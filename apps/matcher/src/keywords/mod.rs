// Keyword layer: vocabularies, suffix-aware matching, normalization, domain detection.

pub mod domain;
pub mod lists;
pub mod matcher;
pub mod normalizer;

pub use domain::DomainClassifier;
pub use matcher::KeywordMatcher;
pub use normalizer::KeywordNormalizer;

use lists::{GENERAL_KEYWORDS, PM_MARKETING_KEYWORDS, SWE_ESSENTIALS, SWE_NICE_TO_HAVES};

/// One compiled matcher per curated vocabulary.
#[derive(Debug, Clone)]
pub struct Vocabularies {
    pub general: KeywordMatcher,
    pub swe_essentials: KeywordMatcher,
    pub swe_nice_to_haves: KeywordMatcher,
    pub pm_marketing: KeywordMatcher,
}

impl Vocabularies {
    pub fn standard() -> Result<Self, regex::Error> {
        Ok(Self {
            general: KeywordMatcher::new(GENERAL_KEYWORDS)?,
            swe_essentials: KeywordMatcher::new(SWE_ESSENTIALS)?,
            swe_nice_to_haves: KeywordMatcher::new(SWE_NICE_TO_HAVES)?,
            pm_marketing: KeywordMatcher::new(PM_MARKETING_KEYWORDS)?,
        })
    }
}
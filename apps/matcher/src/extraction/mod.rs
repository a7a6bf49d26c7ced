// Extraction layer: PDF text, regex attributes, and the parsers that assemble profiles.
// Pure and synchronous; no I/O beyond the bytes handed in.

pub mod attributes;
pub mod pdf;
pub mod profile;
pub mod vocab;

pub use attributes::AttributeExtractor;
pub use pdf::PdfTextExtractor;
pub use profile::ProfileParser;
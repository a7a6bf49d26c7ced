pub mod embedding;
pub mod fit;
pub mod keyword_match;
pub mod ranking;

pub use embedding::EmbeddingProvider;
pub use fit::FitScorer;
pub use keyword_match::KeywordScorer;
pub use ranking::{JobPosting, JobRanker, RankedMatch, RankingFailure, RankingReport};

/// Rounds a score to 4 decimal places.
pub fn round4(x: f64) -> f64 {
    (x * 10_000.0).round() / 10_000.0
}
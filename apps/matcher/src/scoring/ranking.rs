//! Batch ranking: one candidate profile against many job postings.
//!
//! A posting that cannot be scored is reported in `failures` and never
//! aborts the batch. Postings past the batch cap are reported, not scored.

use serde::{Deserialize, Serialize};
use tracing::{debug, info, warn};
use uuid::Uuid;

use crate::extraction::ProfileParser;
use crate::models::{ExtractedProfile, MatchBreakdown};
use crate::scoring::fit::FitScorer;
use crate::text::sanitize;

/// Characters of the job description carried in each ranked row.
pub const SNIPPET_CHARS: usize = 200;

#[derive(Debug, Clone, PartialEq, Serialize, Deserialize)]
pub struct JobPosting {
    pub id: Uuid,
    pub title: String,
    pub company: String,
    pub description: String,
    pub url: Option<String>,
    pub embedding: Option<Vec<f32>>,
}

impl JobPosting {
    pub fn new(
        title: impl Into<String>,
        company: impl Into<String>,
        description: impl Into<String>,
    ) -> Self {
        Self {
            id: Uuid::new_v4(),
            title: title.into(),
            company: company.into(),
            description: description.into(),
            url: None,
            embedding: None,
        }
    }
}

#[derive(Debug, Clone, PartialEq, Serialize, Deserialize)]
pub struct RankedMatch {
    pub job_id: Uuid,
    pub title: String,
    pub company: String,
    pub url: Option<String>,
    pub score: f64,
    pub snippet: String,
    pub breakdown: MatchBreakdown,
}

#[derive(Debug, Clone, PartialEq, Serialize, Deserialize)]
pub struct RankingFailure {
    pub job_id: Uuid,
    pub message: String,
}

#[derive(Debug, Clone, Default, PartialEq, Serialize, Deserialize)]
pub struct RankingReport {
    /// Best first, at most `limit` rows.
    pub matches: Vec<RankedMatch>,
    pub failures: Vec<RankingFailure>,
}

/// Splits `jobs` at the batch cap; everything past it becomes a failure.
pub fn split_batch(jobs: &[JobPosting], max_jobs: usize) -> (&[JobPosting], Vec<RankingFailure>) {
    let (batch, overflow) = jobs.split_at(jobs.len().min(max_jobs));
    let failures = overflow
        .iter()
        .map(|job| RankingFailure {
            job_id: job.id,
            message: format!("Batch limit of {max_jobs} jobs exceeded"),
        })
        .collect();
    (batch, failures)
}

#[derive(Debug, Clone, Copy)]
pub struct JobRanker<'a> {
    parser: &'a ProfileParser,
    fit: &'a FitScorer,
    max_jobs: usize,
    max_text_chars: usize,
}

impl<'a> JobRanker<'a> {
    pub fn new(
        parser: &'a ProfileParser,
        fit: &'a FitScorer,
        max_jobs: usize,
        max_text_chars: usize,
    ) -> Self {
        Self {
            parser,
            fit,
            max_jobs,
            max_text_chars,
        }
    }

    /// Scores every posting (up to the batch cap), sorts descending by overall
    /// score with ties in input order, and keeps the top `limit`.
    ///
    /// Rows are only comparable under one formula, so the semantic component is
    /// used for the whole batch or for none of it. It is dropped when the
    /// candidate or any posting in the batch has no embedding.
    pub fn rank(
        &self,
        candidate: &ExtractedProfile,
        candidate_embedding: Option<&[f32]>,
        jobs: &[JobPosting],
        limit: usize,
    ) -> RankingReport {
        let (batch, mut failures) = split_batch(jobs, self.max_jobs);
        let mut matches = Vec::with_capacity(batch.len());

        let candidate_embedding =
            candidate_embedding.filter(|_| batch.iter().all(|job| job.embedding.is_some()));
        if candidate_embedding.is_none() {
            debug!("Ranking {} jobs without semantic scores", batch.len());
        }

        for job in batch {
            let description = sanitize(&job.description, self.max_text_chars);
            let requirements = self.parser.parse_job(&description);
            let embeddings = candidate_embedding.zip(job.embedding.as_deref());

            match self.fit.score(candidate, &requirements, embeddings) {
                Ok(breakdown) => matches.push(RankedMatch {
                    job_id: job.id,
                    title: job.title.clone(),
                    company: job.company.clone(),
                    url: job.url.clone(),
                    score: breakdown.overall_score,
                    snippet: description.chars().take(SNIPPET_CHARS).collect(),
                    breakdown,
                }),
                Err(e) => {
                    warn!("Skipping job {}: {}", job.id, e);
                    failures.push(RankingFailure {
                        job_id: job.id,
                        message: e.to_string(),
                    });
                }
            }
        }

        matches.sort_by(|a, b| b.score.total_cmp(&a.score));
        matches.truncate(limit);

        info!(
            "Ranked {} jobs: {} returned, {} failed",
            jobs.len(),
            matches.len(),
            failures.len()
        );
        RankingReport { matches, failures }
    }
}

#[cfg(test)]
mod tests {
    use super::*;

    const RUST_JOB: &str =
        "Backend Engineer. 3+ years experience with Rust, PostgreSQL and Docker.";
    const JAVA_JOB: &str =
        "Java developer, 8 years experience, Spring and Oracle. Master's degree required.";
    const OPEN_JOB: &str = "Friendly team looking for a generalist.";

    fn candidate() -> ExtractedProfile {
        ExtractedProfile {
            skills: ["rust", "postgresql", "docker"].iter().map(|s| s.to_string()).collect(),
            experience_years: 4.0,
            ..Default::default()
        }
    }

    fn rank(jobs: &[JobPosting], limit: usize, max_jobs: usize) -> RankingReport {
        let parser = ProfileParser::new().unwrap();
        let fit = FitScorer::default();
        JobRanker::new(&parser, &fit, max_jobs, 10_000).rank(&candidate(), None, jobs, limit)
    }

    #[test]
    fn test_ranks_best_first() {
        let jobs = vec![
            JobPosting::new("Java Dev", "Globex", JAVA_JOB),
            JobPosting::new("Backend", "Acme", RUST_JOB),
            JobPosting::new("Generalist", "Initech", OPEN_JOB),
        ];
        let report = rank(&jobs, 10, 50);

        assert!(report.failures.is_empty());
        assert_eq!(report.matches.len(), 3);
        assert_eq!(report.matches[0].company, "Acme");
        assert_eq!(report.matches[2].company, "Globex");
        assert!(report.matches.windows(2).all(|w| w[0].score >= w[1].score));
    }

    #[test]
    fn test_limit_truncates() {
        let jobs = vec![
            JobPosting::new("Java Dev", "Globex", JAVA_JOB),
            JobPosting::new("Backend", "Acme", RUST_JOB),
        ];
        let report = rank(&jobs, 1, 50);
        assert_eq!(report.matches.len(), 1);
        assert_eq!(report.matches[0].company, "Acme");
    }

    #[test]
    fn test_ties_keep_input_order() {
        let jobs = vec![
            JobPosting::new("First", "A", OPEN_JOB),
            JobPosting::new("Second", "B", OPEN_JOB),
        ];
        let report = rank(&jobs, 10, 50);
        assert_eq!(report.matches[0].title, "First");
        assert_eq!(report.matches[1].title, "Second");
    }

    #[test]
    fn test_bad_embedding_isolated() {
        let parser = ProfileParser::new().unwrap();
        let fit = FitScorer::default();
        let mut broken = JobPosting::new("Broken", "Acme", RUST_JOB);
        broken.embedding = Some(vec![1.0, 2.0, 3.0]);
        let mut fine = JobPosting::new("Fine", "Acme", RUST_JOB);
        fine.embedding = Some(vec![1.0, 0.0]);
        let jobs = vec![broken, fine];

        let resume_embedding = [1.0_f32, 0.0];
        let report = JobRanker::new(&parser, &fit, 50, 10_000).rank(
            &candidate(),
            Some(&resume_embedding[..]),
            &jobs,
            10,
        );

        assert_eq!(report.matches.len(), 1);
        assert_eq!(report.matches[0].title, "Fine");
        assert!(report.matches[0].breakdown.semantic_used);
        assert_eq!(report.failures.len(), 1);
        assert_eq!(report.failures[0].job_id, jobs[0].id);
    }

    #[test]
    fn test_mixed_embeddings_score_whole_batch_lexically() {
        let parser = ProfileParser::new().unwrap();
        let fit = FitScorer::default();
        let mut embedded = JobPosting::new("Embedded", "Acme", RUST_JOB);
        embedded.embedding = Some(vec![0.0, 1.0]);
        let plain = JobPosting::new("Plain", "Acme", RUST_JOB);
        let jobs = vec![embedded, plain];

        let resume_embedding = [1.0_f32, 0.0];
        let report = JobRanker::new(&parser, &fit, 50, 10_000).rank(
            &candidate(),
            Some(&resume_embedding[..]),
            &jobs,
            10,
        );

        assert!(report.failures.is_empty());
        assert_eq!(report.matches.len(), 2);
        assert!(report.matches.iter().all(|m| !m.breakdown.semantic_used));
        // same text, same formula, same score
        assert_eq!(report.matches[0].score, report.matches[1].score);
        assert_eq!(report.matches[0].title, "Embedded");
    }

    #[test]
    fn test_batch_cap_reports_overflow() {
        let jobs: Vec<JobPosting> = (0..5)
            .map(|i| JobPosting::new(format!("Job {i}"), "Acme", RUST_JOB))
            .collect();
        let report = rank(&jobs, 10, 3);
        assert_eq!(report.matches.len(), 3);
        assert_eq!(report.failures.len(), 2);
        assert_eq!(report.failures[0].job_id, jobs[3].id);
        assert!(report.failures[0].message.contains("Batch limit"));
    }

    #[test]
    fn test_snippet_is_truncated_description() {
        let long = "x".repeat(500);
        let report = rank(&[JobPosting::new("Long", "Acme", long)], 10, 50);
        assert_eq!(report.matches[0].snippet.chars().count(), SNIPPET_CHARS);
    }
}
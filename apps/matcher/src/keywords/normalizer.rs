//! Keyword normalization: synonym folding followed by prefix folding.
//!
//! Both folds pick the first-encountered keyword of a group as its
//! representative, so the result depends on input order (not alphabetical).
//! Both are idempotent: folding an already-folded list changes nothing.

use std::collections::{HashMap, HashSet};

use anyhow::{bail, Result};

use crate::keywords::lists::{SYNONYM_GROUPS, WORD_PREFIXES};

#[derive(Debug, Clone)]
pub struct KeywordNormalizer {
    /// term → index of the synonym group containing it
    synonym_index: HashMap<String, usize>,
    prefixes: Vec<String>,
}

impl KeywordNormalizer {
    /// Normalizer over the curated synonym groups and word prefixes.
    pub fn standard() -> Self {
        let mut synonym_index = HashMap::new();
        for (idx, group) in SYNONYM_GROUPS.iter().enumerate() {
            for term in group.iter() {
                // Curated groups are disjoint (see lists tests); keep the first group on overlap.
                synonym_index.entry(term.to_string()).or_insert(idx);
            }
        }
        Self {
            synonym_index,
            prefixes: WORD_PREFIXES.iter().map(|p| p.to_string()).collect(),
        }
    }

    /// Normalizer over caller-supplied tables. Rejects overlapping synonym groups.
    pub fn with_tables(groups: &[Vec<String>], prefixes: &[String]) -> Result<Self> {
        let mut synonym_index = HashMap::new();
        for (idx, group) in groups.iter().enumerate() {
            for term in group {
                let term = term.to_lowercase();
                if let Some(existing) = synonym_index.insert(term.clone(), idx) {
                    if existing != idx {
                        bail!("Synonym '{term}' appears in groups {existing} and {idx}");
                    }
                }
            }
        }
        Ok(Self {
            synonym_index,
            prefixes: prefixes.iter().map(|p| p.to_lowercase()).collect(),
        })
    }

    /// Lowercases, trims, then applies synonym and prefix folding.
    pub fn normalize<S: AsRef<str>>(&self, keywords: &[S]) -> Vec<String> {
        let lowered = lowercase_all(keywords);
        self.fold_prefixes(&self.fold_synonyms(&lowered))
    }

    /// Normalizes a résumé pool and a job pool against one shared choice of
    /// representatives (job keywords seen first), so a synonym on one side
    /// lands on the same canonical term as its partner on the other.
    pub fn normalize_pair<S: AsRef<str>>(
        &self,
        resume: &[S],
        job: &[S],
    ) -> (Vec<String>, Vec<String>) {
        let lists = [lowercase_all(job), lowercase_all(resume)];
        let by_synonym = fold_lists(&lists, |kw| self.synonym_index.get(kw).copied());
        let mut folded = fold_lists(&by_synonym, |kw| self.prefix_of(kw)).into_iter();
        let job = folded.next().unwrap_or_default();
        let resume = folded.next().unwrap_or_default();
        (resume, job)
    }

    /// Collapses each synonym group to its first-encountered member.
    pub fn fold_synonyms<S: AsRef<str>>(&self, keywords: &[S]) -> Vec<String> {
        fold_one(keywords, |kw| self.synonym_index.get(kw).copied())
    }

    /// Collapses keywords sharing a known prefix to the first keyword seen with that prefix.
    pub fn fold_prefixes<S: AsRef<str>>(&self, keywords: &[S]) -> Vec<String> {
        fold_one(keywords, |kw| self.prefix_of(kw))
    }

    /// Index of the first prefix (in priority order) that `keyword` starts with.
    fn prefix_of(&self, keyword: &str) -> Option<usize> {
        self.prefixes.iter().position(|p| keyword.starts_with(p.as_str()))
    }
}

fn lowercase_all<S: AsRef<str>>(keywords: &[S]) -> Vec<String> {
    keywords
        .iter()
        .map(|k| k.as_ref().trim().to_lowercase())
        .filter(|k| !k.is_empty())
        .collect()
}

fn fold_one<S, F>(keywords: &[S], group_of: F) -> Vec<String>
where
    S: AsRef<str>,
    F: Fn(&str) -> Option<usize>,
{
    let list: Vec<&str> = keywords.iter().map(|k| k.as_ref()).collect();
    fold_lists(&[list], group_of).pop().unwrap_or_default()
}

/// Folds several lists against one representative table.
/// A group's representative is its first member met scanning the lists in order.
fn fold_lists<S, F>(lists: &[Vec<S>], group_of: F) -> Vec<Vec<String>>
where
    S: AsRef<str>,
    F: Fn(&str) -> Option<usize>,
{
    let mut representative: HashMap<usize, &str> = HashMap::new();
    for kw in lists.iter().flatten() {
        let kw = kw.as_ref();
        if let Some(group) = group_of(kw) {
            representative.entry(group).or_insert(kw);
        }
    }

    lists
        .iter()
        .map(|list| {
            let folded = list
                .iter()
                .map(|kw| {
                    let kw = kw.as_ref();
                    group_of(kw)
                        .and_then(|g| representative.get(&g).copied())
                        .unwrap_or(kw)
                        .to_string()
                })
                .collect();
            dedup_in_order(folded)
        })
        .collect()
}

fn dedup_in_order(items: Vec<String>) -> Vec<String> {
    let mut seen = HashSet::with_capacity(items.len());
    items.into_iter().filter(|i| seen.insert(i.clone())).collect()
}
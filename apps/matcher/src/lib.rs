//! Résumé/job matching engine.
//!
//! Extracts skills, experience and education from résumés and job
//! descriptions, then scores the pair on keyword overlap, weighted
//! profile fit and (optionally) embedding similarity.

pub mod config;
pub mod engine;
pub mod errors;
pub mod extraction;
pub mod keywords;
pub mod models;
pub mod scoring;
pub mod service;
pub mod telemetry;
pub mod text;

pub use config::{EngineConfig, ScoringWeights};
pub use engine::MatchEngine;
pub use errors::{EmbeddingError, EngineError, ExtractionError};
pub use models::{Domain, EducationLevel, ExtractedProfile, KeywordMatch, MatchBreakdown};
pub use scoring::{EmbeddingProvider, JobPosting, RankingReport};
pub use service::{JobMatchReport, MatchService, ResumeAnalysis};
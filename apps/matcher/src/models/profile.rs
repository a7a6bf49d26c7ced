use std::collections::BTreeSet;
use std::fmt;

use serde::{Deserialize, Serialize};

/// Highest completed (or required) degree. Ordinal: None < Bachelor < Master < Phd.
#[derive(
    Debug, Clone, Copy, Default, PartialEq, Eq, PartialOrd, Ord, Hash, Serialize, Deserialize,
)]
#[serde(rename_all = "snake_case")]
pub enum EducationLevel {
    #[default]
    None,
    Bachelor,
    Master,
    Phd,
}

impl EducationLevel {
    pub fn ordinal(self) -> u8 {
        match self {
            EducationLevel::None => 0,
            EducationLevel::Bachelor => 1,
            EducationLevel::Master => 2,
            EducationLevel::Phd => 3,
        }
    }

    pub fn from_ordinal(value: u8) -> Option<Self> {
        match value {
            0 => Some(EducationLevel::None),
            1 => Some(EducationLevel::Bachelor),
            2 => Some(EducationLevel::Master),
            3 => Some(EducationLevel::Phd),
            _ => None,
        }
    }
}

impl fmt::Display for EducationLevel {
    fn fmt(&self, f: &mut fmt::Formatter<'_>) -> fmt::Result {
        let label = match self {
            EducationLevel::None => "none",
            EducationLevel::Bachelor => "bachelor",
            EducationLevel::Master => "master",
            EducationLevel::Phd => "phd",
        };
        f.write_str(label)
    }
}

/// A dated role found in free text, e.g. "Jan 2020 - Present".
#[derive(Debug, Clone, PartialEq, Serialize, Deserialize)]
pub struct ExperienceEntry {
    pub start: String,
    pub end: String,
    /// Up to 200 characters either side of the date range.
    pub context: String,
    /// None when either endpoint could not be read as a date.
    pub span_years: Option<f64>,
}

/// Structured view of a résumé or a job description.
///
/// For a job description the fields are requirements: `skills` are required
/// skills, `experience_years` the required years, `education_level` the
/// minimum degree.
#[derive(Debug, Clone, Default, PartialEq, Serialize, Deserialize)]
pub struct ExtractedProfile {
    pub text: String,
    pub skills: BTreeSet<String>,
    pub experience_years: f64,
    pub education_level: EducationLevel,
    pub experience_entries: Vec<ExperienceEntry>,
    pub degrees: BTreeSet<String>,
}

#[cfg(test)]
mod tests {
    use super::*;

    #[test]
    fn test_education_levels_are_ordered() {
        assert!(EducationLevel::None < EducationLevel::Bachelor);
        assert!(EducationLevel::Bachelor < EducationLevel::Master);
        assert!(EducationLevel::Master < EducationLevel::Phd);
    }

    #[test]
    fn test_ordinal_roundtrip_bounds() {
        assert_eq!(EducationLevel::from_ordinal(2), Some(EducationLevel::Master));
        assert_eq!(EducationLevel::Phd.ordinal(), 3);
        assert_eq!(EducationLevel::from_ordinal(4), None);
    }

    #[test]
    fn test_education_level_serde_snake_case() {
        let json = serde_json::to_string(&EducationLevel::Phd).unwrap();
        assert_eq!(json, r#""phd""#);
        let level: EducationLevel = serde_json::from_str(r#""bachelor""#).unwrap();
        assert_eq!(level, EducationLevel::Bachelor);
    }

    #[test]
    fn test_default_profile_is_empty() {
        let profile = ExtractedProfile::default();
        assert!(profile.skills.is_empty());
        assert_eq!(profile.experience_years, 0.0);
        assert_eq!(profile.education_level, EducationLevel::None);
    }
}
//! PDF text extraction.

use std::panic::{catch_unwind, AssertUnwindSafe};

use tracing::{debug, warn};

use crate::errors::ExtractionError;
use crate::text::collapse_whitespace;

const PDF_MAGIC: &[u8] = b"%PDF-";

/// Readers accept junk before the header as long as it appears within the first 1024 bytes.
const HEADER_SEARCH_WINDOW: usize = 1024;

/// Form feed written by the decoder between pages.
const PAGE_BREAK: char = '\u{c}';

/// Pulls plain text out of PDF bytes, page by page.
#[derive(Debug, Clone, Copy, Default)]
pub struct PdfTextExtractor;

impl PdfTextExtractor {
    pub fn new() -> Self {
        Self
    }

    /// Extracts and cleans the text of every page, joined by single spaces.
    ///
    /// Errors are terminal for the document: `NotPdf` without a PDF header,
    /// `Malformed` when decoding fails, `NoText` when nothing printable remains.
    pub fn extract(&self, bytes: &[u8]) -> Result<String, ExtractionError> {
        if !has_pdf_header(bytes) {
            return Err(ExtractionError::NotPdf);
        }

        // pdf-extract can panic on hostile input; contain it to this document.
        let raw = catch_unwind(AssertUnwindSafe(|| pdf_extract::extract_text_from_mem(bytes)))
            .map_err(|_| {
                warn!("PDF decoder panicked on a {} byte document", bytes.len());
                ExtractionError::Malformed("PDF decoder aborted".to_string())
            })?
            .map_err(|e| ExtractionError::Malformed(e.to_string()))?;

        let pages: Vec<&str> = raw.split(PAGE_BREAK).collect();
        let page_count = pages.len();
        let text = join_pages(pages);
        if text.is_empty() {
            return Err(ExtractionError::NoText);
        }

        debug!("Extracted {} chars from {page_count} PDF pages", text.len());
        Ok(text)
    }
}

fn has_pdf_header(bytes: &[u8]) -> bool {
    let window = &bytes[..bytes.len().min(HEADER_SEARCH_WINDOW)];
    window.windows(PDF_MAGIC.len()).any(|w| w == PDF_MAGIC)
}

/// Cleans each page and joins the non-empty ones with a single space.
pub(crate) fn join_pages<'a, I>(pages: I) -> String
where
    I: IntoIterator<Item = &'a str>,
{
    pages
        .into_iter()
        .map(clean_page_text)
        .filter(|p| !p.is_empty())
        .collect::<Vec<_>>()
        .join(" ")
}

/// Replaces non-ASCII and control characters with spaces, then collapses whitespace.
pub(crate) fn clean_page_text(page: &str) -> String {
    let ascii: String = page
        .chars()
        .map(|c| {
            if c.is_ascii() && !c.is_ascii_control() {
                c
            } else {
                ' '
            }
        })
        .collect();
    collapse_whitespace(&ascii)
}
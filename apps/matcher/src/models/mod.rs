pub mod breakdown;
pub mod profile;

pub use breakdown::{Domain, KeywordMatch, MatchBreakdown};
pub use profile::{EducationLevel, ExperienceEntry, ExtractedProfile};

==============================

Produce a word-for-word copy of everything above from the line holding "a job description." down to the line holding "assert_eq!(EducationLevel::Phd.ordinal(), 3);", with both of those lines kept.

/// Structured view of a résumé or a job description.
///
/// For a job description the fields are requirements: `skills` are required
/// skills, `experience_years` the required years, `education_level` the
/// minimum degree.
#[derive(Debug, Clone, Default, PartialEq, Serialize, Deserialize)]
pub struct ExtractedProfile {
    pub text: String,
    pub skills: BTreeSet<String>,
    pub experience_years: f64,
    pub education_level: EducationLevel,
    pub experience_entries: Vec<ExperienceEntry>,
    pub degrees: BTreeSet<String>,
}

#[cfg(test)]
mod tests {
    use super::*;

    #[test]
    fn test_education_levels_are_ordered() {
        assert!(EducationLevel::None < EducationLevel::Bachelor);
        assert!(EducationLevel::Bachelor < EducationLevel::Master);
        assert!(EducationLevel::Master < EducationLevel::Phd);
    }

    #[test]
    fn test_ordinal_roundtrip_bounds() {
        assert_eq!(EducationLevel::from_ordinal(2), Some(EducationLevel::Master));
        assert_eq!(EducationLevel::Phd.ordinal(), 3);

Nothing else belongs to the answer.